Excerpts from a dataset
[Start of Attachment]

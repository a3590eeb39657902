// crates/cityscribe-core/src/city/mod.rs

//! # City Ranking & Annotation
//!
//! Turns a comment-laden `x,y,name,population` CSV blob into a top-10
//! [`RankingTable`] and rewrites city names in free text with a short
//! "N place in TOP-10" phrase.
//!
//! - [`record`]: line parsing, comment stripping, row filtering
//! - [`ranking`]: stable population sort and rank assignment
//! - [`annotate`]: literal substring replacement
//! - [`cache`]: per-text memoization and [`build_city_annotator`]

pub mod annotate;
pub mod cache;
pub mod ranking;
pub mod record;

pub use annotate::{Annotator, AnnotatorConfig, Locale};
pub use cache::{build_city_annotator, default_cache, TableCache};
pub use ranking::{RankedCity, RankingTable, TOP_N};
pub use record::{parse_cities, parse_cities_lenient, CityRecord, ParseMode, COMMENT_MARKER};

[End of Attachment]

| Exercise instructions |
Starting at the line that contains "stripping, row filtering", write out every line to the end of the entries, exactly as given.

| Task solution |
//! - [`record`]: line parsing, comment stripping, row filtering
//! - [`ranking`]: stable population sort and rank assignment
//! - [`annotate`]: literal substring replacement
//! - [`cache`]: per-text memoization and [`build_city_annotator`]

pub mod annotate;
pub mod cache;
pub mod ranking;
pub mod record;

pub use annotate::{Annotator, AnnotatorConfig, Locale};
pub use cache::{build_city_annotator, default_cache, TableCache};
pub use ranking::{RankedCity, RankingTable, TOP_N};
pub use record::{parse_cities, parse_cities_lenient, CityRecord, ParseMode, COMMENT_MARKER};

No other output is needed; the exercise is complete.